Aznar admires Israel. He wants it in the European Union. He created the Friends of Israel Initiative. "Most of us are not Jewish," he said, "but we share the vision. When defending Israel we are defending the West. We are defending our way of life and values, and also our interests."

In science and technology, Israel has become an innovation powerhouse. In one recent year, Aznar pointed out, 11 per cent of the 300 projects approved by the European Research Council went to young Israeli scientists, putting it behind only Germany and the U.K. On the question of negotiations with the Palestinian Authority, he says, "It is unfair and unthinkable for Israel to sign an agreement with a state that refuses to acknowledge the Jewish state's right to exist."

BDS also sometimes inspires organized anti-BDS protests. One morning this week, students at the University of California's Santa Barbara campus woke to find themselves surrounded by posters attacking BDS and its "genocidal campaign to destroy the world's only Jewish state." One poster names prominent campus BDS activists and explains: "The following students and faculty at UC Santa Barbara have allied themselves with Palestinian terrorists to perpetrate BDS and Jew Hatred on this campus."

This was the work of the Horowitz Freedom Center, whose leader, David Horowitz, promises more to come: "Jew haters on other campuses are going to wake up some morning soon and see their pictures on posters holding them responsible for their anti-Semitic thoughts and deeds."

The propaganda of BDS seems to arouse a familiar streak of anxious self-importance in the young. Hundreds of universities and cities have their own local chapters. It has a cultish appeal: students think they are "working for change." If you go to one of their meetings, you realize that everyone agrees with everything. It recalls the "New" Left of the 1960s.

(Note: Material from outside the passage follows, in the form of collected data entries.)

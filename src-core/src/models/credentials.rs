use super::login::{LoginOutcome, LoginVariables};

/// Local form state of the login view.
///
/// Values are stored exactly as typed: no trimming, no validation.
#[derive(Debug, Clone, Default, PartialEq, Eq)]
pub struct CredentialForm {
    pub loginid: String,
    pub password: String,
}

impl CredentialForm {
    pub fn new() -> Self {
        Self::default()
    }

    /// Replace the identifier with the raw input value; absent means empty.
    pub fn set_loginid(&mut self, value: Option<String>) {
        self.loginid = value.unwrap_or_default();
    }

    /// Replace the password with the raw input value; absent means empty.
    pub fn set_password(&mut self, value: Option<String>) {
        self.password = value.unwrap_or_default();
    }

    /// Clear both fields
    pub fn reset(&mut self) {
        self.loginid.clear();
        self.password.clear();
    }

    /// Fold a finished login back into the form. A rejection empties it.
    pub fn apply_outcome(&mut self, outcome: LoginOutcome) {
        if outcome == LoginOutcome::Rejected {
            self.reset();
        }
    }

    pub fn variables(&self) -> LoginVariables {
        LoginVariables {
            loginid: self.loginid.clone(),
            password: self.password.clone(),
        }
    }
}
use crate::error::{ClientError, Result};

/// Progress of a single asynchronous request, as the view renders it.
#[derive(Debug, Default)]
pub enum RequestState<T> {
    /// Issued, no answer yet
    #[default]
    Pending,
    Success(T),
    Failure(ClientError),
}

impl<T> RequestState<T> {
    pub const fn value(&self) -> Option<&T> {
        match self {
            Self::Success(value) => Some(value),
            Self::Pending | Self::Failure(_) => None,
        }
    }

    pub const fn error(&self) -> Option<&ClientError> {
        match self {
            Self::Failure(err) => Some(err),
            Self::Pending | Self::Success(_) => None,
        }
    }
}

impl<T> From<Result<T>> for RequestState<T> {
    fn from(result: Result<T>) -> Self {
        match result {
            Ok(value) => Self::Success(value),
            Err(err) => Self::Failure(err),
        }
    }
}

#[cfg(test)]
mod tests {
    use super::*;

    #[test]
    fn default_is_pending() {
        let state = RequestState::<u8>::default();
        assert!(matches!(state, RequestState::Pending));
        assert!(state.value().is_none());
    }

    #[test]
    fn converts_from_result() {
        let ok: RequestState<u8> = Ok(7).into();
        assert_eq!(ok.value(), Some(&7));

        let err: RequestState<u8> = Err(ClientError::MissingData).into();
        assert!(matches!(err.error(), Some(ClientError::MissingData)));
    }
}
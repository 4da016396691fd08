/// Asks whether a user is currently authenticated.
pub const LOGGED_USER_QUERY: &str = "{
  loggedUser {
    id
  }
}";

/// Exchanges credentials for an access token.
pub const LOGIN_MUTATION: &str = "mutation login($loginid: String!, $password: String!) {
  login(input: { loginid: $loginid, password: $password }) {
    user {
      accessToken {
        token
      }
    }
    result
  }
}";
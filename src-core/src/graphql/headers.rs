use crate::config::ClientConfig;
use crate::error::Result;
use crate::ports::KeyValueStore;

/// The auth header attached to outgoing GraphQL requests, if a token is
/// stored under the header storage key.
///
/// Note this reads `config.header_storage_key` (`access_token`), not the key
/// the login flow writes to (`token`).
pub fn token_header<S: KeyValueStore + ?Sized>(
    config: &ClientConfig,
    storage: &S,
) -> Result<Option<(String, String)>> {
    Ok(storage
        .get(&config.header_storage_key)?
        .map(|token| (config.header_name.clone(), token)))
}

#[cfg(test)]
mod tests {
    use super::*;
    use crate::testing::MemoryStorage;

    #[test]
    fn header_comes_from_access_token_key() {
        let config = ClientConfig::default();
        let storage = MemoryStorage::new().with_item("access_token", "abc");
        assert_eq!(
            token_header(&config, &storage).unwrap(),
            Some(("token".to_string(), "abc".to_string()))
        );
    }

    #[test]
    fn login_token_key_is_not_read() {
        let config = ClientConfig::default();
        let storage = MemoryStorage::new().with_item("token", "abc");
        assert_eq!(token_header(&config, &storage).unwrap(), None);
    }
}
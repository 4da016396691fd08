use login_core::{ClientError, KeyValueStore, Result};
use wasm_bindgen::JsValue;

/// `window.localStorage`, looked up on every call.
#[derive(Debug, Clone, Copy, Default)]
pub struct BrowserStorage;

impl BrowserStorage {
    fn local_storage() -> Result<web_sys::Storage> {
        let window = web_sys::window().ok_or_else(|| ClientError::Storage("no window".to_string()))?;
        window
            .local_storage()
            .map_err(js_error)?
            .ok_or_else(|| ClientError::Storage("localStorage unavailable".to_string()))
    }
}

fn js_error(value: JsValue) -> ClientError {
    ClientError::Storage(value.as_string().unwrap_or_else(|| format!("{value:?}")))
}

impl KeyValueStore for BrowserStorage {
    fn get(&self, key: &str) -> Result<Option<String>> {
        Self::local_storage()?.get_item(key).map_err(js_error)
    }

    fn set(&self, key: &str, value: &str) -> Result<()> {
        Self::local_storage()?.set_item(key, value).map_err(js_error)
    }
}
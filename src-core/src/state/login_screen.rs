use super::request_state::RequestState;
use crate::models::LoggedUser;

/// Text shown while the session check is outstanding.
pub const LOADING_MESSAGE: &str = "Now Loading...";

/// The three mutually exclusive things the login view can render.
#[derive(Debug, Clone, Copy, PartialEq, Eq)]
pub enum LoginScreen {
    Loading,
    Redirecting,
    FormVisible,
}

impl LoginScreen {
    /// Pick the screen for the current session-check state.
    ///
    /// A failed check renders the form: the user can still try to log in.
    pub const fn resolve(session: &RequestState<Option<LoggedUser>>) -> Self {
        match session {
            RequestState::Pending => Self::Loading,
            RequestState::Success(Some(_)) => Self::Redirecting,
            RequestState::Success(None) | RequestState::Failure(_) => Self::FormVisible,
        }
    }
}
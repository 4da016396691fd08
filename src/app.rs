use leptos::prelude::*;
use leptos_router::components::{Route, Router, Routes};
use leptos_router::path;
use login_core::ClientConfig;

use crate::components::Login;

/// Root application component that provides the client config and routes
/// `/login` to the login view.
#[component]
pub fn App(config: ClientConfig) -> impl IntoView {
    // Provide context to all child components
    provide_context(config);

    view! {
        <Router>
            <main class="app">
                <Routes fallback=|| "Page not found.".into_view()>
                    <Route path=path!("/login") view=Login />
                    // Mount point only; the home page is served elsewhere.
                    <Route path=path!("/") view=|| view! { <div class="home"></div> } />
                </Routes>
            </main>
        </Router>
    }
}
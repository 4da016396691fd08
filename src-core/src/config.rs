/// Default GraphQL endpoint used when no build-time override is given.
pub const DEFAULT_GRAPHQL_ENDPOINT: &str = "http://localhost:5000/graphql";

/// Storage key the login flow writes the access token under.
pub const TOKEN_STORAGE_KEY: &str = "token";

/// Storage key the request transport reads the outgoing token header from.
///
/// Differs from [`TOKEN_STORAGE_KEY`]; both names are kept as the backend and
/// the rest of the application expect them.
pub const HEADER_STORAGE_KEY: &str = "access_token";

/// Notice shown when the backend rejects the credentials.
pub const REJECTED_MESSAGE: &str = "ログイン情報が不正です。";

/// Runtime settings shared by the login view and its adapters.
#[derive(Debug, Clone, PartialEq, Eq)]
pub struct ClientConfig {
    pub graphql_endpoint: String,
    pub token_storage_key: String,
    pub header_storage_key: String,
    pub header_name: String,
    pub home_path: String,
    pub rejected_message: String,
    /// Minimum log level, as accepted by `log::Level::from_str`.
    pub log_level: String,
}

impl ClientConfig {
    /// Build a config from optional overrides, falling back to defaults for
    /// anything missing or blank.
    pub fn from_overrides(endpoint: Option<&str>, log_level: Option<&str>) -> Self {
        let mut config = Self::default();

        if let Some(endpoint) = endpoint.map(str::trim).filter(|s| !s.is_empty()) {
            config.graphql_endpoint = endpoint.to_string();
        }
        if let Some(level) = log_level.map(str::trim).filter(|s| !s.is_empty()) {
            config.log_level = level.to_string();
        }

        config
    }
}

impl Default for ClientConfig {
    fn default() -> Self {
        Self {
            graphql_endpoint: DEFAULT_GRAPHQL_ENDPOINT.to_string(),
            token_storage_key: TOKEN_STORAGE_KEY.to_string(),
            header_storage_key: HEADER_STORAGE_KEY.to_string(),
            header_name: "token".to_string(),
            home_path: "/".to_string(),
            rejected_message: REJECTED_MESSAGE.to_string(),
            log_level: "info".to_string(),
        }
    }
}

#[cfg(test)]
mod tests {
    use super::*;

    #[test]
    fn defaults_keep_both_token_keys() {
        let config = ClientConfig::default();
        assert_eq!(config.token_storage_key, "token");
        assert_eq!(config.header_storage_key, "access_token");
        assert_eq!(config.home_path, "/");
    }

    #[test]
    fn overrides_replace_endpoint_and_level() {
        let config = ClientConfig::from_overrides(Some("https://api.test/graphql"), Some("debug"));
        assert_eq!(config.graphql_endpoint, "https://api.test/graphql");
        assert_eq!(config.log_level, "debug");
    }

    #[test]
    fn blank_overrides_fall_back_to_defaults() {
        let config = ClientConfig::from_overrides(Some("  "), None);
        assert_eq!(config, ClientConfig::default());
    }
}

BDS has, in recent years, created a sister movement, the loathsome Israel Apartheid Week, which goes beyond rhetoric to falsehood. The name was apparently chosen not because Israel practises apartheid (it doesn't), but because it's the ugliest quality that can be attributed to any society. Ruth Wisse, renowned as a professor at McGill and then Harvard, provides the most coherent criticism of these two campaigns. She suggests university administrations and faculties have been complicit in allowing anti-Jewish politics to flourish. "Administrators hypocritically invoke free speech in defence of faculty members who provide an ostensibly 'academic' rationale for opposition to Israel. By now, entire disciplines use their academic conferences to attack the Jewish state."

The energy going into BDS proves that students want to get mildly excited about something. But why is their focus so narrow? "Where are the campus rallies for women's rights in Islam, relief efforts for Syrian refugees, vigils for Christian victims of Islamic State (of Iraq and the Levant)? Where is the outrage of historians and archaeologists at the destruction by radical Muslims of ancient monuments?" Wisse asks. Anti-Israel campaigns flourish, she says, "because onlookers who think they have no stake in the conflict choose not to face down the belligerents."

But what about the members of BDS locals? Are they not discouraged because, so far as we know, nobody much is boycotting, divesting or invoking sanctions? Israel's success is proof of their failure. Their propaganda has done nothing but create tension between Jews and non-Jews. They must be disappointed. Unless, of course, that was what they intended from the beginning.